Webinar mit Jan Nowak zur Rolle der extremen Rechten bei Corona-Protesten

Die „Querdenken“-Demonstrationen in Niederbayern haben in den letzten Monaten für viel Gesprächsstoff in Politik und Bevölkerung gesorgt. Die Verbreitung von antisemitischen Narrativen und Verschwörungserzählungen zur Corona-Pandemie sowie die Rolle der extremen Rechten bei diesen Protesten werden immer wieder thematisiert und kritisiert.  

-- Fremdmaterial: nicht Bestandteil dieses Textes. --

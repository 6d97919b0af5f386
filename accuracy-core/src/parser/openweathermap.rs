//! OpenWeatherMap 5-day / 3-hour forecast parser.
//!
//! The payload is a list of 3-hour slices; slices are grouped by UTC calendar
//! date and folded into one record per day: running min/max over every
//! slice's `temp_min`/`temp_max`, and the most frequent mapped category as
//! the day's weather.

use super::{ForecastParser, ProviderId};
use crate::model::{ForecastRecord, WeatherCategory};
use chrono::{DateTime, NaiveDate, Utc};
use serde::Deserialize;
use serde_json::Value;
use std::collections::BTreeMap;

#[derive(Debug, Deserialize)]
struct OwmSlice {
    dt: i64,
    #[serde(default)]
    main: Option<OwmMain>,
    #[serde(default)]
    weather: Vec<OwmCondition>,
}

#[derive(Debug, Deserialize)]
struct OwmMain {
    temp_min: Option<f64>,
    temp_max: Option<f64>,
}

#[derive(Debug, Deserialize)]
struct OwmCondition {
    #[serde(default = "default_condition_id")]
    id: i64,
    #[serde(default)]
    main: String,
}

fn default_condition_id() -> i64 {
    800
}

/// Folds 3-hour slices into one day's forecast.
#[derive(Debug, Default)]
struct DailyAggregate {
    min_temp: Option<f64>,
    max_temp: Option<f64>,
    // Insertion-ordered so ties resolve deterministically.
    weather_counts: Vec<(WeatherCategory, u32)>,
}

impl DailyAggregate {
    fn add_min_temp(&mut self, temp: f64) {
        self.min_temp = Some(self.min_temp.map_or(temp, |t| t.min(temp)));
    }

    fn add_max_temp(&mut self, temp: f64) {
        self.max_temp = Some(self.max_temp.map_or(temp, |t| t.max(temp)));
    }

    fn add_weather(&mut self, weather: WeatherCategory) {
        if let Some(entry) = self.weather_counts.iter_mut().find(|(w, _)| *w == weather) {
            entry.1 += 1;
        } else {
            self.weather_counts.push((weather, 1));
        }
    }

    /// Most frequent category across the day's slices; earliest-seen wins
    /// ties. `Clear` when no slice carried a condition.
    fn most_frequent_weather(&self) -> WeatherCategory {
        let mut best: Option<(WeatherCategory, u32)> = None;
        for &(weather, count) in &self.weather_counts {
            if best.is_none_or(|(_, best_count)| count > best_count) {
                best = Some((weather, count));
            }
        }
        best.map_or(WeatherCategory::Clear, |(weather, _)| weather)
    }
}

#[derive(Debug)]
pub struct OpenWeatherMapParser;

impl ForecastParser for OpenWeatherMapParser {
    fn provider_name(&self) -> &'static str {
        ProviderId::OpenWeatherMap.as_str()
    }

    fn parse(
        &self,
        city: &str,
        raw_payload: &str,
        fetch_timestamp: DateTime<Utc>,
    ) -> Vec<ForecastRecord> {
        tracing::info!("Parsing OpenWeatherMap forecast for {city}");

        let root: Value = match serde_json::from_str(raw_payload) {
            Ok(v) => v,
            Err(e) => {
                tracing::error!("Error parsing OpenWeatherMap response for {city}: {e}");
                return Vec::new();
            }
        };

        let Some(list) = root.get("list").and_then(Value::as_array) else {
            tracing::error!("Invalid OpenWeatherMap response format: missing 'list' array");
            return Vec::new();
        };

        let mut daily: BTreeMap<NaiveDate, DailyAggregate> = BTreeMap::new();

        for entry in list {
            let slice: OwmSlice = match serde_json::from_value(entry.clone()) {
                Ok(s) => s,
                Err(e) => {
                    tracing::warn!("Error parsing forecast entry: {e}");
                    continue;
                }
            };

            let Some(target_date) =
                DateTime::<Utc>::from_timestamp(slice.dt, 0).map(|dt| dt.date_naive())
            else {
                tracing::warn!("Out-of-range dt {} in OpenWeatherMap slice", slice.dt);
                continue;
            };

            let aggregate = daily.entry(target_date).or_default();

            if let Some(main) = &slice.main {
                if let Some(temp_min) = main.temp_min {
                    aggregate.add_min_temp(temp_min);
                }
                if let Some(temp_max) = main.temp_max {
                    aggregate.add_max_temp(temp_max);
                }
            }

            if let Some(condition) = slice.weather.first() {
                aggregate.add_weather(map_condition(&condition.main, condition.id));
            }
        }

        let records: Vec<ForecastRecord> = daily
            .into_iter()
            .map(|(date, aggregate)| ForecastRecord {
                id: None,
                provider_name: self.provider_name().to_string(),
                city: city.to_string(),
                fetch_timestamp,
                target_date: date,
                predicted_min_temp: aggregate.min_temp,
                predicted_max_temp: aggregate.max_temp,
                predicted_weather: Some(aggregate.most_frequent_weather()),
            })
            .collect();

        tracing::info!(
            "Successfully parsed {} daily forecasts for {city} from OpenWeatherMap",
            records.len()
        );
        records
    }
}

/// Maps an OpenWeatherMap condition (coarse type name plus category id) to a
/// canonical category. Cloud sub-codes 801/802 are partial cover, 803/804
/// full cover; other cloud ids default to partial.
fn map_condition(main: &str, id: i64) -> WeatherCategory {
    match main {
        "Thunderstorm" => WeatherCategory::Thunderstorm,
        "Drizzle" | "Rain" => WeatherCategory::Rain,
        "Snow" => WeatherCategory::Snow,
        // Mist, fog, haze and friends.
        "Atmosphere" => WeatherCategory::FogMist,
        "Clear" => WeatherCategory::Clear,
        "Clouds" => match id {
            801 | 802 => WeatherCategory::PartialClouds,
            803 | 804 => WeatherCategory::Clouds,
            _ => WeatherCategory::PartialClouds,
        },
        _ => WeatherCategory::Clear,
    }
}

Jan Nowak (Berater der mobilen Beratungen gegen Rechtsextremismus in Bayern, Publizist und Bildungsreferent mit dem Schwerpunkt Neonazismus und extreme Rechte in Bayern) wird am 23. Februar um 19:30 Uhr auf Einladung der Bundestagsabgeordneten Marlene Schönberger die aktuelle Situation in Niederbayern in einem Webinar einordnen. Was macht Verschwörungsideologien so attraktiv und welche Narrative sind aktuell besonders verbreitet? Wer beteiligt sich an den Protesten und welche Schnittmengen gibt es in Niederbayern zwischen der aktiven „Querdenken“ Szene und der extremen Rechten? Und wie können Gesellschaft und Politik die richtigen Antworten darauf finden? Diese und weitere Fragen wird Jan Nowak im Rahmen des Webinars beantworten und Fragen aus dem Publikum beantworten.

 „Ich freue mich sehr, dass wir mit Jan Nowak einen ausgewiesenen Experten und Kenner der rechtsextremen und neonazistischen Szene in Niederbayern für unsere Webinar gewinnen konnten. Jeden Tag gegen rechten Terror und jede Art von gruppenbezogener Menschenfeindlichkeit einzutreten und unsere Demokratie zu schützen, ist unser politischer und gesellschaftlicher Auftrag“, so Schönberger. Personen, die rechten Parteien oder Organisationen angehören, der rechten Szene zuzuordnen sind oder bereits in der Vergangenheit durch rassistische, nationalistische, antisemitische oder sonstige menschenverachtende Äußerungen in Erscheinung getreten sind, von der Veranstaltung ausgeschlossen. Die Veranstaltenden behalten sich vor, von ihrem digitalen Hausrecht Gebrauch zu machen und Personen den Einlass zu verwehren oder sie von der Veranstaltung auszuschließen.